Select, from the data, each line where "timeout" occurs.

------------------------------------------------

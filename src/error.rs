use std::fmt;

use thiserror::Error;

use crate::types::ParsePosition;

/// Convenience result type for reader operations.
pub type CsvResult<T> = Result<T, CsvError>;

/// Error type returned by configuration and reader functions.
///
/// This is a single error enum shared by construction, tokenizing and validation.
#[derive(Debug, Error)]
pub enum CsvError {
    /// Invalid settings rejected when building a [`crate::config::Configuration`].
    #[error("configuration error: {message}")]
    Configuration { message: String },

    /// A record violated a strict validation rule (width drift or bad data).
    #[error("malformed record at {position}: {kind}")]
    MalformedRecord {
        kind: MalformedKind,
        position: ParsePosition,
        /// Raw text of the offending record consumed up to the point of failure.
        raw_record: String,
    },

    /// Underlying I/O or decoding failure.
    #[error("stream error: {0}")]
    Stream(#[from] std::io::Error),

    /// The reader was used after [`crate::reader::CsvReader::close`].
    #[error("reader used after close")]
    Disposed,
}

impl CsvError {
    pub(crate) fn configuration(message: impl Into<String>) -> Self {
        Self::Configuration {
            message: message.into(),
        }
    }
}

/// What made a record malformed.
#[derive(Debug, Clone, PartialEq, Eq)]
pub enum MalformedKind {
    /// Field count differs from the baseline set by the first record.
    WidthDrift { expected: usize, actual: usize },
    /// A field was marked bad while strict bad-data handling is enabled.
    BadData { reason: BadDataReason, field: String },
}

impl fmt::Display for MalformedKind {
    fn fmt(&self, f: &mut fmt::Formatter<'_>) -> fmt::Result {
        match self {
            Self::WidthDrift { expected, actual } => {
                write!(f, "expected {expected} fields, found {actual}")
            }
            Self::BadData { reason, field } => write!(f, "{reason} (raw='{field}')"),
        }
    }
}

/// Why a field was marked bad during accumulation.
#[derive(Debug, Clone, Copy, PartialEq, Eq)]
pub enum BadDataReason {
    /// Characters followed the closing quote of a quoted field.
    TrailingAfterQuote,
    /// The stream ended inside a quoted field.
    UnterminatedQuote,
    /// A quoted field contained a line break while that is configured as bad data.
    LineBreakInQuotedField,
}

impl fmt::Display for BadDataReason {
    fn fmt(&self, f: &mut fmt::Formatter<'_>) -> fmt::Result {
        let msg = match self {
            Self::TrailingAfterQuote => "unexpected data after closing quote",
            Self::UnterminatedQuote => "stream ended inside a quoted field",
            Self::LineBreakInQuotedField => "line break inside quoted field",
        };
        f.write_str(msg)
    }
}
use crate::config::CsvSettings;
use crate::error::BadDataReason;

/// Tokenizer state between two consumed chars.
#[derive(Debug, Clone, Copy, PartialEq, Eq)]
pub(crate) enum State {
    /// Nothing consumed for the current record yet
    RecordStart,
    /// At the first char of a field (leading trim whitespace stays here)
    FieldStart,
    Unquoted,
    Quoted,
    /// Escape char seen inside a quoted field (escape differs from quote)
    QuotedEscape,
    /// Quote seen inside a quoted field: either a doubled quote or the closing one
    QuoteInQuoted,
    /// Closing quote consumed, waiting for a terminator
    AfterQuoted,
    /// Inside `="...`, digits only so far
    ExcelNumeric,
    /// `="<digits>"` read; a terminator must follow for the unwrap to apply
    ExcelNumericClosed,
    /// Discarding a comment line
    Comment,
}

/// Per-field flags, reset whenever a field completes.
#[derive(Debug, Clone, Copy, Default, PartialEq, Eq)]
pub(crate) struct FieldFlags {
    pub(crate) quoted: bool,
    pub(crate) bad: Option<BadDataReason>,
}

impl FieldFlags {
    /// Keep the first reason a field went bad.
    pub(crate) fn mark_bad(&mut self, reason: BadDataReason) {
        self.bad.get_or_insert(reason);
    }
}

/// The settings the state machine consults per char, copied out of the configuration.
#[derive(Debug, Clone, Copy)]
pub(crate) struct Dialect {
    pub(crate) quote: char,
    pub(crate) escape: char,
    pub(crate) comment: char,
    pub(crate) allow_comments: bool,
    pub(crate) honor_quotes: bool,
    pub(crate) trim_fields: bool,
    pub(crate) trim_inside_quotes: bool,
    pub(crate) skip_blank_lines: bool,
    pub(crate) excel_leading_zero_format: bool,
    pub(crate) strict_bad_data: bool,
    pub(crate) line_break_in_quoted_field_is_bad_data: bool,
    delimiter_start: char,
}

impl Dialect {
    pub(crate) fn new(s: &CsvSettings) -> Self {
        Self {
            quote: s.quote,
            escape: s.escape,
            comment: s.comment,
            allow_comments: s.allow_comments,
            honor_quotes: !s.ignore_quotes,
            trim_fields: s.trim_fields,
            trim_inside_quotes: s.trim_inside_quotes,
            skip_blank_lines: s.skip_blank_lines,
            excel_leading_zero_format: s.excel_leading_zero_format,
            strict_bad_data: s.strict_bad_data,
            line_break_in_quoted_field_is_bad_data: s.line_break_in_quoted_field_is_bad_data,
            delimiter_start: s.delimiter.chars().next().unwrap_or(','),
        }
    }

    /// True when a quote inside a quoted field may be doubled to escape it.
    pub(crate) fn doubles_quotes(&self) -> bool {
        self.escape == self.quote
    }

    /// Whitespace removed by trimming; never the delimiter's first char.
    pub(crate) fn is_trim_space(&self, c: char) -> bool {
        (c == ' ' || c == '\t') && c != self.delimiter_start
    }

    /// Byte length of the `=` + quote prefix of an Excel numeric field.
    pub(crate) fn excel_prefix_len(&self) -> usize {
        '='.len_utf8() + self.quote.len_utf8()
    }
}

pub(crate) fn is_line_break(c: char) -> bool {
    c == '\r' || c == '\n'
}
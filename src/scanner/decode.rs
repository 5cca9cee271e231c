//! Incremental byte → char decoding.
//!
//! Reads hand the scanner arbitrary byte chunks, so a multi-byte UTF-8 sequence may be split
//! across two refills. The decoder keeps the partial sequence between calls.

use crate::config::Encoding;

/// Result of feeding one byte.
#[derive(Debug, Clone, Copy, PartialEq, Eq)]
pub(crate) enum Decoded {
    /// Need more bytes.
    Pending,
    Char(char),
    /// Invalid sequence.
    Invalid,
}

#[derive(Debug, Clone)]
pub(crate) struct Decoder {
    encoding: Encoding,
    buffer: [u8; 4],
    len: usize,
    expected: usize,
}

impl Decoder {
    pub(crate) fn new(encoding: Encoding) -> Self {
        Self {
            encoding,
            buffer: [0; 4],
            len: 0,
            expected: 0,
        }
    }

    /// True while in the middle of a multi-byte sequence.
    pub(crate) fn is_pending(&self) -> bool {
        self.len > 0
    }

    fn reset(&mut self) {
        self.len = 0;
        self.expected = 0;
    }

    pub(crate) fn feed(&mut self, byte: u8) -> Decoded {
        if self.encoding == Encoding::Latin1 {
            return Decoded::Char(char::from(byte));
        }

        // ASCII fast path
        if self.len == 0 && byte < 0x80 {
            return Decoded::Char(char::from(byte));
        }

        if self.len == 0 {
            self.expected = match byte {
                b if b & 0b1110_0000 == 0b1100_0000 => 2,
                b if b & 0b1111_0000 == 0b1110_0000 => 3,
                b if b & 0b1111_1000 == 0b1111_0000 => 4,
                _ => return Decoded::Invalid,
            };
            self.buffer[0] = byte;
            self.len = 1;
            return Decoded::Pending;
        }

        if byte & 0b1100_0000 != 0b1000_0000 {
            self.reset();
            return Decoded::Invalid;
        }

        self.buffer[self.len] = byte;
        self.len += 1;
        if self.len < self.expected {
            return Decoded::Pending;
        }

        // from_utf8 rejects overlong forms and surrogates.
        let decoded = std::str::from_utf8(&self.buffer[..self.len])
            .ok()
            .and_then(|s| s.chars().next());
        self.reset();
        match decoded {
            Some(c) => Decoded::Char(c),
            None => Decoded::Invalid,
        }
    }
}
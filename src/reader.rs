//! Pull-based record reader.
//!
//! [`CsvReader`] owns the input stream and hands out one record per call. There is no
//! read-ahead beyond the look-ahead the tokenizer needs, no background thread and no internal
//! queue; a call blocks only as long as the underlying stream does.

use std::fs::File;
use std::io::Read;
use std::path::Path;
use std::sync::Arc;

use crate::config::Configuration;
use crate::error::{CsvError, CsvResult};
use crate::observability::ParseSeverity;
use crate::scanner::BufferedScanner;
use crate::tokenizer::Tokenizer;
use crate::types::{ParsePosition, Record};

/// Streaming CSV reader over any [`Read`] source.
///
/// # Examples
///
/// ```rust
/// use rust_csv_streaming::{Configuration, CsvReader};
///
/// # fn main() -> Result<(), rust_csv_streaming::CsvError> {
/// let input = "id,name\n1,\"Ada, Countess\"\n";
/// let mut reader = CsvReader::new(input.as_bytes(), Configuration::default());
///
/// let header = reader.read_record()?.unwrap();
/// assert_eq!(header, vec!["id", "name"]);
///
/// let row = reader.read_record()?.unwrap();
/// assert_eq!(row.get(1), Some("Ada, Countess"));
/// assert!(reader.read_record()?.is_none());
/// # Ok(())
/// # }
/// ```
pub struct CsvReader<R> {
    config: Arc<Configuration>,
    scanner: BufferedScanner<R>,
    tokenizer: Tokenizer,
}

impl<R: Read> CsvReader<R> {
    /// Create a reader that takes ownership of `source`.
    pub fn new(source: R, config: impl Into<Arc<Configuration>>) -> Self {
        let config = config.into();
        Self {
            scanner: BufferedScanner::new(source, config.settings()),
            tokenizer: Tokenizer::new(Arc::clone(&config)),
            config,
        }
    }

    /// Read the next record into a new [`Record`]; `Ok(None)` at end of stream.
    ///
    /// # Errors
    ///
    /// - [`CsvError::MalformedRecord`] when width-drift detection or strict bad-data handling
    ///   rejects the record. The next call continues with the following record.
    /// - [`CsvError::Stream`] on I/O or decoding failures.
    /// - [`CsvError::Disposed`] after [`Self::close`].
    pub fn read_record(&mut self) -> CsvResult<Option<Record>> {
        let mut record = Record::new();
        Ok(self.read_record_into(&mut record)?.then_some(record))
    }

    /// Read the next record into `record`, reusing its storage.
    ///
    /// Returns `false` at end of stream (leaving `record` empty).
    pub fn read_record_into(&mut self, record: &mut Record) -> CsvResult<bool> {
        let result = if self.scanner.is_closed() {
            Err(CsvError::Disposed)
        } else {
            self.tokenizer.read_record(&mut self.scanner, record)
        };

        if let Err(e) = &result {
            self.report_failure(e);
        }
        result
    }

    /// Iterate the remaining records.
    ///
    /// Malformed records are yielded as errors and iteration continues; a stream error or use
    /// after close ends the iteration.
    pub fn records(&mut self) -> RecordsIter<'_, R> {
        RecordsIter {
            reader: self,
            done: false,
        }
    }

    fn report_failure(&self, error: &CsvError) {
        let Some(observer) = self.config.observer() else {
            return;
        };
        let position = self.position();
        let severity = ParseSeverity::for_error(error);
        observer.on_failure(&position, severity, error);
        if severity >= self.config.alert_at_or_above() {
            observer.on_alert(&position, severity, error);
        }
    }

    /// Release the underlying stream. Later reads fail with [`CsvError::Disposed`].
    pub fn close(&mut self) {
        self.scanner.close();
    }

    pub fn is_closed(&self) -> bool {
        self.scanner.is_closed()
    }

    /// Current position; `logical_row` counts emitted records.
    pub fn position(&self) -> ParsePosition {
        ParsePosition {
            logical_row: self.tokenizer.logical_row(),
            ..self.scanner.position()
        }
    }

    pub fn current_raw_row(&self) -> u64 {
        self.scanner.raw_row()
    }

    pub fn current_logical_row(&self) -> u64 {
        self.tokenizer.logical_row()
    }

    pub fn current_char_position(&self) -> u64 {
        self.scanner.position().char_position
    }

    /// `None` unless byte counting is enabled in the settings.
    pub fn current_byte_position(&self) -> Option<u64> {
        self.scanner.position().byte_position
    }

    /// Raw text (terminator included) of the most recent record.
    pub fn raw_record(&self) -> &str {
        self.tokenizer.raw_record()
    }

    /// Field count of the first emitted record, the width-drift baseline.
    pub fn field_count(&self) -> Option<usize> {
        self.tokenizer.field_count()
    }

    pub fn config(&self) -> &Configuration {
        &self.config
    }
}

impl CsvReader<File> {
    /// Open `path` and read it with `config`.
    ///
    /// ```no_run
    /// use rust_csv_streaming::{Configuration, CsvReader};
    ///
    /// # fn main() -> Result<(), rust_csv_streaming::CsvError> {
    /// let mut reader = CsvReader::from_path("people.csv", Configuration::default())?;
    /// for record in reader.records() {
    ///     let record = record?;
    ///     println!("{}: {:?}", record.logical_row(), record.to_vec());
    /// }
    /// # Ok(())
    /// # }
    /// ```
    pub fn from_path(path: impl AsRef<Path>, config: impl Into<Arc<Configuration>>) -> CsvResult<Self> {
        let file = File::open(path)?;
        Ok(Self::new(file, config))
    }
}

/// Iterator returned by [`CsvReader::records`].
pub struct RecordsIter<'r, R> {
    reader: &'r mut CsvReader<R>,
    done: bool,
}

impl<R: Read> Iterator for RecordsIter<'_, R> {
    type Item = CsvResult<Record>;

    fn next(&mut self) -> Option<Self::Item> {
        if self.done {
            return None;
        }
        match self.reader.read_record() {
            Ok(Some(record)) => Some(Ok(record)),
            Ok(None) => {
                self.done = true;
                None
            }
            Err(e) => {
                if matches!(e, CsvError::Stream(_) | CsvError::Disposed) {
                    self.done = true;
                }
                Some(Err(e))
            }
        }
    }
}
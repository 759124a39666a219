// Shared test helpers: fake backends and seeded work item stores
#![allow(dead_code)]

use anyhow::{anyhow, Result};
use async_trait::async_trait;
use std::path::Path;
use std::sync::{Arc, Mutex};

use workitem_analyzer::providers::{LlmProvider, ProviderRequest, ProviderResponse};
use workitem_analyzer::store::{Record, Table, WorkItemStore};

/// Requests seen by a fake provider
#[derive(Clone, Default)]
pub struct CallLog {
    requests: Arc<Mutex<Vec<ProviderRequest>>>,
}

impl CallLog {
    pub fn count(&self) -> usize {
        self.requests.lock().unwrap().len()
    }

    pub fn last(&self) -> Option<ProviderRequest> {
        self.requests.lock().unwrap().last().cloned()
    }
}

enum Reply {
    Text(String),
    Fail(String),
}

pub struct FakeProvider {
    reply: Reply,
    log: CallLog,
}

impl FakeProvider {
    pub fn replying(text: &str) -> (Box<dyn LlmProvider>, CallLog) {
        let log = CallLog::default();
        let provider = FakeProvider {
            reply: Reply::Text(text.to_string()),
            log: log.clone(),
        };
        (Box::new(provider), log)
    }

    pub fn failing(message: &str) -> (Box<dyn LlmProvider>, CallLog) {
        let log = CallLog::default();
        let provider = FakeProvider {
            reply: Reply::Fail(message.to_string()),
            log: log.clone(),
        };
        (Box::new(provider), log)
    }
}

#[async_trait]
impl LlmProvider for FakeProvider {
    async fn send_message(&self, request: &ProviderRequest) -> Result<ProviderResponse> {
        self.log.requests.lock().unwrap().push(request.clone());
        match &self.reply {
            Reply::Text(text) => Ok(ProviderResponse {
                text: text.clone(),
                model: "fake-model".to_string(),
                provider: "fake".to_string(),
            }),
            Reply::Fail(message) => Err(anyhow!(message.clone())),
        }
    }

    fn name(&self) -> &str {
        "fake"
    }

    fn default_model(&self) -> &str {
        "fake-model"
    }
}

/// Backend that must never be reached
pub struct UnreachableProvider;

#[async_trait]
impl LlmProvider for UnreachableProvider {
    async fn send_message(&self, _request: &ProviderRequest) -> Result<ProviderResponse> {
        panic!("backend must not be called");
    }

    fn name(&self) -> &str {
        "unreachable"
    }

    fn default_model(&self) -> &str {
        "none"
    }
}

pub fn record(pairs: &[(&str, &str)]) -> Record {
    pairs
        .iter()
        .map(|(k, v)| (k.to_string(), v.to_string()))
        .collect()
}

/// Store with two project rows and one developer row
pub fn seeded_store(dir: &Path) -> WorkItemStore {
    let store = WorkItemStore::new(dir);
    store
        .append(
            Table::Projects,
            &record(&[
                ("project_name", "Apollo"),
                ("work_item_id", "101"),
                ("work_item_title", "Login page"),
                ("work_item_type", "Feature"),
                ("status", "Active"),
                ("assigned_to", "Sam"),
            ]),
        )
        .unwrap();
    store
        .append(
            Table::Projects,
            &record(&[
                ("project_name", "Apollo"),
                ("work_item_id", "102"),
                ("work_item_title", "Crash on save"),
                ("work_item_type", "Bug"),
                ("status", "New"),
                ("assigned_to", "Lee"),
            ]),
        )
        .unwrap();
    store
        .append(
            Table::Developers,
            &record(&[
                ("developer_name", "Sam"),
                ("work_item_id", "101"),
                ("work_item_title", "Login page"),
                ("project_name", "Apollo"),
                ("status", "Active"),
            ]),
        )
        .unwrap();
    store
}
// Provider factory
//
// Creates the configured generation backend

use anyhow::Result;
use std::time::Duration;

use super::ollama::OllamaProvider;
use super::openai::OpenAIProvider;
use super::LlmProvider;
use crate::config::{BackendKind, Config};

/// Create the `LlmProvider` selected by `config.backend`.
pub fn create_provider(config: &Config) -> Result<Box<dyn LlmProvider>> {
    let timeout = Duration::from_secs(config.timeout_seconds);

    let provider: Box<dyn LlmProvider> = match config.backend {
        BackendKind::Openai => Box::new(OpenAIProvider::from_config(&config.openai, timeout)?),
        BackendKind::Ollama => Box::new(OllamaProvider::from_config(&config.ollama, timeout)?),
    };

    tracing::info!(
        provider = provider.name(),
        model = provider.default_model(),
        "Generation backend ready"
    );

    Ok(provider)
}
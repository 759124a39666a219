// Tracing setup
//
// Logs go to stderr so they never interleave with answers on stdout. The
// default filter is quiet; RUST_LOG always wins when set.

use tracing_subscriber::EnvFilter;

/// Install the global tracing subscriber.
///
/// `debug` lowers the default filter to `debug` for this crate.
pub fn init_tracing(debug: bool) {
    let default_filter = if debug {
        "warn,workitem_analyzer=debug"
    } else {
        "warn"
    };

    let filter = EnvFilter::try_from_default_env().unwrap_or_else(|_| EnvFilter::new(default_filter));

    // A second call (e.g. from tests) keeps the first subscriber
    let _ = tracing_subscriber::fmt()
        .with_env_filter(filter)
        .with_writer(std::io::stderr)
        .with_target(false)
        .try_init();
}
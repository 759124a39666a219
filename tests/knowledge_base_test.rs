// Knowledge base built from hand-written CSV files

use std::fs;
use tempfile::TempDir;

use workitem_analyzer::knowledge::build_knowledge_base;
use workitem_analyzer::store::{Table, WorkItemStore};

#[test]
fn test_knowledge_base_from_csv_files() {
    let dir = TempDir::new().unwrap();
    let store = WorkItemStore::new(dir.path());

    fs::write(
        store.table_path(Table::Projects),
        "project_name,work_item_id,work_item_title,work_item_type,status,assigned_to\n\
         Apollo,101,\"Login page, v2\",Feature,Active,Sam\n\
         ,,,Bug,New,\n\
         ,,Untitled spike,,,\n\
         Apollo,101,Duplicate id,Task,Closed,Lee\n",
    )
    .unwrap();
    fs::write(
        store.table_path(Table::Developers),
        "developer_name,work_item_id,work_item_title,project_name,status\n\
         \x20 Sam ,101,Login page,Apollo,Active\n\
         Ghost,999\n",
    )
    .unwrap();

    let kb = build_knowledge_base(&store).unwrap();

    assert_eq!(
        kb,
        "Project 'Apollo' has work item 101 titled 'Login page, v2' of type 'Feature' with status 'Active' assigned to 'Sam'.\n\
         Project '' has work item  titled 'Untitled spike' of type '' with status '' assigned to ''.\n\
         Project 'Apollo' has work item 101 titled 'Duplicate id' of type 'Task' with status 'Closed' assigned to 'Lee'.\n\
         Developer 'Sam' works on work item 101 titled 'Login page' in project 'Apollo' with status 'Active'.\n\
         Developer 'Ghost' works on work item 999 titled '' in project '' with status ''."
    );
}

#[test]
fn test_knowledge_base_without_files_is_empty() {
    let dir = TempDir::new().unwrap();
    let store = WorkItemStore::new(dir.path().join("missing"));

    assert_eq!(build_knowledge_base(&store).unwrap(), "");
}

#[test]
fn test_knowledge_base_recomputed_each_call() {
    let dir = TempDir::new().unwrap();
    let store = WorkItemStore::new(dir.path());
    store.ensure_schema().unwrap();
    assert_eq!(build_knowledge_base(&store).unwrap(), "");

    let mut row = workitem_analyzer::store::Record::new();
    row.insert("developer_name".to_string(), "Lee".to_string());
    row.insert("work_item_id".to_string(), "7".to_string());
    store.append(Table::Developers, &row).unwrap();

    assert_eq!(
        build_knowledge_base(&store).unwrap(),
        "Developer 'Lee' works on work item 7 titled '' in project '' with status ''."
    );
}
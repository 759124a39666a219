// Line input for the shell

use anyhow::{Context, Result};
use rustyline::error::ReadlineError;
use rustyline::DefaultEditor;
use std::collections::VecDeque;
use std::io::BufRead;

/// What a single prompt produced
#[derive(Debug, Clone, PartialEq, Eq)]
pub enum ReadOutcome {
    Line(String),
    /// Ctrl-C
    Interrupted,
    /// Ctrl-D or closed stdin
    Eof,
}

/// Source of user input lines
pub trait LineReader {
    fn read_line(&mut self, prompt: &str) -> Result<ReadOutcome>;
}

/// Interactive reader backed by rustyline (line editing, in-session history)
pub struct EditorReader {
    editor: DefaultEditor,
}

impl EditorReader {
    pub fn new() -> Result<Self> {
        let editor = DefaultEditor::new().context("Failed to initialise line editor")?;
        Ok(Self { editor })
    }
}

impl LineReader for EditorReader {
    fn read_line(&mut self, prompt: &str) -> Result<ReadOutcome> {
        match self.editor.readline(prompt) {
            Ok(line) => {
                if !line.trim().is_empty() {
                    let _ = self.editor.add_history_entry(line.as_str());
                }
                Ok(ReadOutcome::Line(line))
            }
            Err(ReadlineError::Interrupted) => Ok(ReadOutcome::Interrupted),
            Err(ReadlineError::Eof) => Ok(ReadOutcome::Eof),
            Err(e) => Err(e).context("Failed to read input"),
        }
    }
}

/// Plain buffered reader for piped input (no line editing, no echo of the prompt)
pub struct BufferedReader<B> {
    input: B,
}

impl<B: BufRead> BufferedReader<B> {
    pub fn new(input: B) -> Self {
        Self { input }
    }
}

impl<B: BufRead> LineReader for BufferedReader<B> {
    fn read_line(&mut self, _prompt: &str) -> Result<ReadOutcome> {
        let mut line = String::new();
        let read = self
            .input
            .read_line(&mut line)
            .context("Failed to read input")?;
        if read == 0 {
            return Ok(ReadOutcome::Eof);
        }
        Ok(ReadOutcome::Line(line))
    }
}

/// Replays a fixed list of lines, then reports end of input
pub struct ScriptedReader {
    lines: VecDeque<ReadOutcome>,
}

impl ScriptedReader {
    pub fn new<I, S>(lines: I) -> Self
    where
        I: IntoIterator<Item = S>,
        S: Into<String>,
    {
        Self {
            lines: lines
                .into_iter()
                .map(|line| ReadOutcome::Line(line.into()))
                .collect(),
        }
    }

    /// Queue an interrupt after the scripted lines
    pub fn then_interrupt(mut self) -> Self {
        self.lines.push_back(ReadOutcome::Interrupted);
        self
    }
}

impl LineReader for ScriptedReader {
    fn read_line(&mut self, _prompt: &str) -> Result<ReadOutcome> {
        Ok(self.lines.pop_front().unwrap_or(ReadOutcome::Eof))
    }
}

#[cfg(test)]
mod tests {
    use super::*;
    use std::io::Cursor;

    #[test]
    fn test_buffered_reader_yields_lines_then_eof() {
        let mut reader = BufferedReader::new(Cursor::new("hi\nquit\n"));

        assert_eq!(
            reader.read_line("You: ").unwrap(),
            ReadOutcome::Line("hi\n".to_string())
        );
        assert_eq!(
            reader.read_line("You: ").unwrap(),
            ReadOutcome::Line("quit\n".to_string())
        );
        assert_eq!(reader.read_line("You: ").unwrap(), ReadOutcome::Eof);
    }

    #[test]
    fn test_scripted_reader_interrupt() {
        let mut reader = ScriptedReader::new(["hello"]).then_interrupt();

        assert_eq!(
            reader.read_line("").unwrap(),
            ReadOutcome::Line("hello".to_string())
        );
        assert_eq!(reader.read_line("").unwrap(), ReadOutcome::Interrupted);
        assert_eq!(reader.read_line("").unwrap(), ReadOutcome::Eof);
    }
}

------------------------------------------------

» Solution
    let timeout = Duration::from_secs(config.timeout_seconds);
        BackendKind::Openai => Box::new(OpenAIProvider::from_config(&config.openai, timeout)?),
        BackendKind::Ollama => Box::new(OllamaProvider::from_config(&config.ollama, timeout)?),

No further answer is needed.